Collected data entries
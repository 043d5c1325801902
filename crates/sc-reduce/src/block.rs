use sc_core::{Image, ImageView, Resolution, Shift};

/// Source row holding picture row `oy`, counted from the top.
///
/// Render targets store their bottom row first, so this is where the
/// vertical flip happens for every reducer.
#[inline]
pub(crate) fn top_down_row<'a, T>(src: &ImageView<'a, T>, oy: usize) -> &'a [T] {
    src.row(src.height() - 1 - oy)
}

/// Panics unless `dst` is exactly the block-reduced size of `src`.
pub(crate) fn assert_block_shape(src: Resolution, shift: Shift, dst: Resolution) {
    let side = shift.block_side();
    assert!(
        src.width.is_multiple_of(side) && src.height.is_multiple_of(side),
        "{}x{} source does not split into {side}x{side} blocks",
        src.width,
        src.height
    );
    assert_eq!(
        dst,
        Resolution::new(src.width >> shift.get(), src.height >> shift.get()),
        "destination size must equal source size >> shift"
    );
}

/// Shift-0 path: a row-reversed copy with a per-pixel conversion.
pub(crate) fn copy_flipped<S: Copy, D>(
    src: &ImageView<'_, S>,
    dst: &mut Image<D>,
    mut convert: impl FnMut(S) -> D,
) {
    debug_assert_eq!(src.resolution(), dst.resolution());
    for y in 0..dst.height() {
        let src_row = top_down_row(src, y);
        for (out, &px) in dst.row_mut(y).iter_mut().zip(src_row) {
            *out = convert(px);
        }
    }
}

## [Work instructions]
Your response should hold the lines from the first line of the entries above through the line with "T>, oy: usize)", each retyped exactly, and nothing else.

## [Response to this task]
repository 043d5c1325801902
filename crates/sc-reduce/src/block.rs
use sc_core::{Image, ImageView, Resolution, Shift};

/// Source row holding picture row `oy`, counted from the top.
///
/// Render targets store their bottom row first, so this is where the
/// vertical flip happens for every reducer.
#[inline]
pub(crate) fn top_down_row<'a, T>(src: &ImageView<'a, T>, oy: usize) -> &'a [T] {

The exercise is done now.